→ **Task instructions**:
Within the material that follows, how many lines include the string "serde"? Answer with the number and nothing more.

→ **Records for this exercise**:
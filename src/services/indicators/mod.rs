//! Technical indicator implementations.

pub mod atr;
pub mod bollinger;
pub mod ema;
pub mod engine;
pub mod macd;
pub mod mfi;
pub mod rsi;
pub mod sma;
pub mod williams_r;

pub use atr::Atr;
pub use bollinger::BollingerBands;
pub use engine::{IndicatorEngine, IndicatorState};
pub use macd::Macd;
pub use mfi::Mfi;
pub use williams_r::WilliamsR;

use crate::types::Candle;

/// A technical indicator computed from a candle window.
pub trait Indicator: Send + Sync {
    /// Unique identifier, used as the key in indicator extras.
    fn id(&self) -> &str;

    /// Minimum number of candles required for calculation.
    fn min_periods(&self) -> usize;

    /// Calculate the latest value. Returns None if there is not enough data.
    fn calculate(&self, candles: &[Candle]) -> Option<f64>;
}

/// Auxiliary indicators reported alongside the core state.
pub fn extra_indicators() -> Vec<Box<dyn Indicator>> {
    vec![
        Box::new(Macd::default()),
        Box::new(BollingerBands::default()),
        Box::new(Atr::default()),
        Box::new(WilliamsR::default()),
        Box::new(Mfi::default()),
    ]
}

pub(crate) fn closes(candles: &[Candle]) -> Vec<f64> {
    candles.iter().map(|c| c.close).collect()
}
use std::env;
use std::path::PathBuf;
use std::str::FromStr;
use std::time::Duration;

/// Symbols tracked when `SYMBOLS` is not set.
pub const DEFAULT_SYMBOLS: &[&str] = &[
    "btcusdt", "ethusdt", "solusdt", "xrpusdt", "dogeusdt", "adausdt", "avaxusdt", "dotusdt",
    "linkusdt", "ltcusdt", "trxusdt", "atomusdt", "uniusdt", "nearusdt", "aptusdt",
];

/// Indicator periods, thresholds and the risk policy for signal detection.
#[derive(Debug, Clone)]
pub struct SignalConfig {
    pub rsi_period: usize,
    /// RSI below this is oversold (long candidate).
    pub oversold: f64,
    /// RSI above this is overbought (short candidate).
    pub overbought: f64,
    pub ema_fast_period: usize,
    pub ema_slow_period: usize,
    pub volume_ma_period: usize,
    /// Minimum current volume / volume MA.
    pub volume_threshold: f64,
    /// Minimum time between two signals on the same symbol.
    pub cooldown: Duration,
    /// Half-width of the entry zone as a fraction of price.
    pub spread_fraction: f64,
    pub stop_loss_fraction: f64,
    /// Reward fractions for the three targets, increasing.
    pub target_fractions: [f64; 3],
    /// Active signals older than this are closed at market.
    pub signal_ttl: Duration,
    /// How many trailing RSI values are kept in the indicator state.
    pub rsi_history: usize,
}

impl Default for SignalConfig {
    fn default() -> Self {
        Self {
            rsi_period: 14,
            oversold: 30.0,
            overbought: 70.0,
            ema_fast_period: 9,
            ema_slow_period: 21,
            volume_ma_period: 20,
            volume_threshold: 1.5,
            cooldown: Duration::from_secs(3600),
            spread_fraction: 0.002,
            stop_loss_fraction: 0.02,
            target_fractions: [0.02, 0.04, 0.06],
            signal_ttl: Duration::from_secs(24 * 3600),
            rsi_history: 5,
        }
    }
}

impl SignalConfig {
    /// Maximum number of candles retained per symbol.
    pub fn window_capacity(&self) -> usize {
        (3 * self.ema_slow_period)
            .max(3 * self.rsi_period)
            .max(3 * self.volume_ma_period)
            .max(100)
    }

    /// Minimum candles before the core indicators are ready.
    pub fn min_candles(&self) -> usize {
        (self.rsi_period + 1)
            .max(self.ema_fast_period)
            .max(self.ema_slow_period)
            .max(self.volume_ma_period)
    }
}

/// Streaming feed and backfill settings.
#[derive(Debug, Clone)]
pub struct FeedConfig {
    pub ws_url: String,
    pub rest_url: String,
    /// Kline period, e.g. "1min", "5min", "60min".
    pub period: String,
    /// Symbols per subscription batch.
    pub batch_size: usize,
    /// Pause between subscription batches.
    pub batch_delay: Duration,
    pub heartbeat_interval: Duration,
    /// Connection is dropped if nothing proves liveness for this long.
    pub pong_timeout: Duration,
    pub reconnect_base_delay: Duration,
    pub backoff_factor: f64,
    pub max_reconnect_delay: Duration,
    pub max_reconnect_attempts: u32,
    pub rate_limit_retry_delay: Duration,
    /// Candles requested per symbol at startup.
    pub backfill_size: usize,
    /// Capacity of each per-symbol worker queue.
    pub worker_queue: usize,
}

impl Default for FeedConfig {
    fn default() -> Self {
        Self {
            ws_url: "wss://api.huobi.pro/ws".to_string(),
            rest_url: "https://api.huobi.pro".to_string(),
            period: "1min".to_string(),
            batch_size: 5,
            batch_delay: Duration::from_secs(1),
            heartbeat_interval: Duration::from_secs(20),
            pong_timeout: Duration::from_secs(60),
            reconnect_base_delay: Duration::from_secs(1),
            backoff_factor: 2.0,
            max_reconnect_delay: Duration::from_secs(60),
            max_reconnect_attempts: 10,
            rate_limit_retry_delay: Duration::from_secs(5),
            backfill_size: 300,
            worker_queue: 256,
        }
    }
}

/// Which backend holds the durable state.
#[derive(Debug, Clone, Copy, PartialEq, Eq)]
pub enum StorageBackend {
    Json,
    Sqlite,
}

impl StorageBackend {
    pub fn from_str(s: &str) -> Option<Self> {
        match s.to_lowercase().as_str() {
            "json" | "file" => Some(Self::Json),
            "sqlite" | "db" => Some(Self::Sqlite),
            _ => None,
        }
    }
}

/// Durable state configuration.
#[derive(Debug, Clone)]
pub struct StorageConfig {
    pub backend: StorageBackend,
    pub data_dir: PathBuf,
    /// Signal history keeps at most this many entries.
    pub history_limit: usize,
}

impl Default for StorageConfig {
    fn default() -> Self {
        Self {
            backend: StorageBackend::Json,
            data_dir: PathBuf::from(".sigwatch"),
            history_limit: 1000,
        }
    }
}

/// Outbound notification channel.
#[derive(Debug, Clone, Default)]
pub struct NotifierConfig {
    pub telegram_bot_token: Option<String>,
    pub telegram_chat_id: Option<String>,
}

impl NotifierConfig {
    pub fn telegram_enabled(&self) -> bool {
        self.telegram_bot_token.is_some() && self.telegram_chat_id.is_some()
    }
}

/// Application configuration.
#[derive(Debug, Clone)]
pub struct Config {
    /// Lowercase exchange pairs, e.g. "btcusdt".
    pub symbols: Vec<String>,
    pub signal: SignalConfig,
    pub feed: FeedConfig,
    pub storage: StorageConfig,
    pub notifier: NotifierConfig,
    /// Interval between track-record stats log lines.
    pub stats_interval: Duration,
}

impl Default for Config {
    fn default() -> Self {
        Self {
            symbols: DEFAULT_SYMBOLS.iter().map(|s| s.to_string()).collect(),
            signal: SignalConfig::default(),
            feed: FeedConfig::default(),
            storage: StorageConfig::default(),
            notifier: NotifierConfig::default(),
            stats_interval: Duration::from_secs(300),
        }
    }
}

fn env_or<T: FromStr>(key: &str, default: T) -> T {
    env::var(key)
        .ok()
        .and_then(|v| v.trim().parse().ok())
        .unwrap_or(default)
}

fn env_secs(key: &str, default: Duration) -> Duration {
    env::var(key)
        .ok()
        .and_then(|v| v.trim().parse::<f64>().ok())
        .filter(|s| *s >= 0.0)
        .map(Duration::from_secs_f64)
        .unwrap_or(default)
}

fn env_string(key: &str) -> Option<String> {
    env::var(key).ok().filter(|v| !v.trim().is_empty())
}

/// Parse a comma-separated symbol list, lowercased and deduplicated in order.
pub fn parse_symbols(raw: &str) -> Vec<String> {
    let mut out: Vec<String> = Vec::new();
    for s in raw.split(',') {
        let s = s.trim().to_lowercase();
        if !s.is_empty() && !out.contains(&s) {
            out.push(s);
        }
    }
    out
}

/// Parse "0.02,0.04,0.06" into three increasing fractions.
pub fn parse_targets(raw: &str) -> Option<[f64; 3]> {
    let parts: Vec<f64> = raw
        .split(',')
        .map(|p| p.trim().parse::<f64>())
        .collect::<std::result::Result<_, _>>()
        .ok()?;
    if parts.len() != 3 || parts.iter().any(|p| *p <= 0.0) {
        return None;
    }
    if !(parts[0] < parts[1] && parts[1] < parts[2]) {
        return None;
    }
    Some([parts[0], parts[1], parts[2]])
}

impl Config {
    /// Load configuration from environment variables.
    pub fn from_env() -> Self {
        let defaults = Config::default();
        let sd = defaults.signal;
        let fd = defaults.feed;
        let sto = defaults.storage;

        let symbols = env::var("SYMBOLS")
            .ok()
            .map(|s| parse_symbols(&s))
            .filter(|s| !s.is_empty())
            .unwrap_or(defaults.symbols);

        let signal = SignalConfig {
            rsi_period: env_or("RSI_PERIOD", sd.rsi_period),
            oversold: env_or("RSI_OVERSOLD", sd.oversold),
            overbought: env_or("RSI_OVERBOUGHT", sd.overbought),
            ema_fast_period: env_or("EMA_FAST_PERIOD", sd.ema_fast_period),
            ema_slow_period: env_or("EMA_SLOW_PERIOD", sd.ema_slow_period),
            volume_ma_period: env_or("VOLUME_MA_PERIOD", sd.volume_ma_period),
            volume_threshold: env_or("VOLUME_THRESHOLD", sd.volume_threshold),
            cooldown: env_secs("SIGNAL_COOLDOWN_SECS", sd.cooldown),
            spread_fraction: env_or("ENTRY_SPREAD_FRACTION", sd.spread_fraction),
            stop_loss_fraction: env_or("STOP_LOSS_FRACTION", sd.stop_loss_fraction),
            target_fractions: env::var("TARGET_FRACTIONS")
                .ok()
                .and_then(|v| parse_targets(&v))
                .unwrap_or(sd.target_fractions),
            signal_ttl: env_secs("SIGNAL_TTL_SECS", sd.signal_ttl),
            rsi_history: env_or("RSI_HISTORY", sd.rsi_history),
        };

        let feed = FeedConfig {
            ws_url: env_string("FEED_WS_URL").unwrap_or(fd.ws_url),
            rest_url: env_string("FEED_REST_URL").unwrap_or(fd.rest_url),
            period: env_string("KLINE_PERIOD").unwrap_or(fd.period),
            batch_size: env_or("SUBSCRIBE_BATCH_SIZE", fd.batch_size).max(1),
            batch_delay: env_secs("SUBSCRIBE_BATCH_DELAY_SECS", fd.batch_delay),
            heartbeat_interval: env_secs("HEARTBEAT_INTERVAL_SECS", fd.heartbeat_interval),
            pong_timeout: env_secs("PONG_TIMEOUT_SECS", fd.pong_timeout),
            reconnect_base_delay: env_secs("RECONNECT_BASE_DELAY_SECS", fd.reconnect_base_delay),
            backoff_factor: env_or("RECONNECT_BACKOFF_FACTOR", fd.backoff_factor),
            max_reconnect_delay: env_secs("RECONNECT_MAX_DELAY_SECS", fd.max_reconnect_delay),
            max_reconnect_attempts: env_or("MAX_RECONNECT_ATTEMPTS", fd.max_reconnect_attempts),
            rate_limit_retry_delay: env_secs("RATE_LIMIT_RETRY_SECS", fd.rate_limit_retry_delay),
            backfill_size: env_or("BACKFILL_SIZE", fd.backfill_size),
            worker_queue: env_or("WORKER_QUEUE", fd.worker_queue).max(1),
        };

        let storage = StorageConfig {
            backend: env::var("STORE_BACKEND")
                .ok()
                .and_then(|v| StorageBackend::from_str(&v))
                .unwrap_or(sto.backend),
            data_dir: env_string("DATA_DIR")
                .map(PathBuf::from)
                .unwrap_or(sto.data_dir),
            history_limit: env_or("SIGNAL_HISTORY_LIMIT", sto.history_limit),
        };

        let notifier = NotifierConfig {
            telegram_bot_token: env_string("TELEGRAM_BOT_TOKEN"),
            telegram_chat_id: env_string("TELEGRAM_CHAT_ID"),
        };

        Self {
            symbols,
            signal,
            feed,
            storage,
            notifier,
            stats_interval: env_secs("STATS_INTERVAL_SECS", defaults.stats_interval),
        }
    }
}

--

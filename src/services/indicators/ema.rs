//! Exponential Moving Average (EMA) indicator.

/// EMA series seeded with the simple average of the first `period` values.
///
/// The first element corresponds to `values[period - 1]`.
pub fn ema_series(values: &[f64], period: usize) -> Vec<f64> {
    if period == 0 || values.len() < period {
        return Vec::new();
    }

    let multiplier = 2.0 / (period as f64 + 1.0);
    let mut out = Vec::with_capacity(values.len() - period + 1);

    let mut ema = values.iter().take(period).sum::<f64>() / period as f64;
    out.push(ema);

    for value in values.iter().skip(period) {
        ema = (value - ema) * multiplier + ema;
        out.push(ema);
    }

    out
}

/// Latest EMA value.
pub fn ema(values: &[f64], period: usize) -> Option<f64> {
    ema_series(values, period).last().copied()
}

---

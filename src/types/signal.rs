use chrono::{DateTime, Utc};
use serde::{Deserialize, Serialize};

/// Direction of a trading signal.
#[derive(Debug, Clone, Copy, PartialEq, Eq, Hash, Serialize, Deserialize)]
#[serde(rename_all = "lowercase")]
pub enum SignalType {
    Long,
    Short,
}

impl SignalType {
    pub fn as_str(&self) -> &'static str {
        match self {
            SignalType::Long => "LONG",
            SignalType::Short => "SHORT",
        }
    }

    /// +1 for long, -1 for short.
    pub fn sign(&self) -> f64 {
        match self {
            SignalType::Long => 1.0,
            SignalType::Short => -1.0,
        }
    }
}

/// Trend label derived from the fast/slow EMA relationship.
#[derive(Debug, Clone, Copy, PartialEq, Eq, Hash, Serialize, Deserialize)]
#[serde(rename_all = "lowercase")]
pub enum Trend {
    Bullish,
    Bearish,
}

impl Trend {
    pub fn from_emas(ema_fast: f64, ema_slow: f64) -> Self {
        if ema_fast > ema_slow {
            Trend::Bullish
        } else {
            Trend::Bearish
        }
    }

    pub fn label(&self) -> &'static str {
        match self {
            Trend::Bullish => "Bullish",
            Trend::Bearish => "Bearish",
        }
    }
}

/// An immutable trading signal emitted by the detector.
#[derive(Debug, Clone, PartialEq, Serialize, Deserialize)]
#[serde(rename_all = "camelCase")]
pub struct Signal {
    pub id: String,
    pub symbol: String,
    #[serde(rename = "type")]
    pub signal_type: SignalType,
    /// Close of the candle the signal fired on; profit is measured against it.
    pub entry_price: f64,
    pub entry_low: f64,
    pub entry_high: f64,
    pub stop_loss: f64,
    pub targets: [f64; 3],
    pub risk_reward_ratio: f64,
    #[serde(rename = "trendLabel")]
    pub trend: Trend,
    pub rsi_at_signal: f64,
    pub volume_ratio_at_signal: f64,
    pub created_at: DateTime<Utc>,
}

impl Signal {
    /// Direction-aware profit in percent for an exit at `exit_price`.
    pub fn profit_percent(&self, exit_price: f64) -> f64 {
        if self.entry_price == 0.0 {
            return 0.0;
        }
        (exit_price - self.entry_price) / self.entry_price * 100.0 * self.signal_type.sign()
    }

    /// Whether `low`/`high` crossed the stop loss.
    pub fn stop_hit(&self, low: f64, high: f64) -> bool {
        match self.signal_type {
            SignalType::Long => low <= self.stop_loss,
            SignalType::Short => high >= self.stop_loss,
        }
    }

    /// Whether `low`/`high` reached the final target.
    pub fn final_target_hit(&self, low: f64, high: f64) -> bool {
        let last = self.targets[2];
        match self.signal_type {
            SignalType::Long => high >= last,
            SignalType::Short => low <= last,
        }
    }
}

→ **Task output**:
6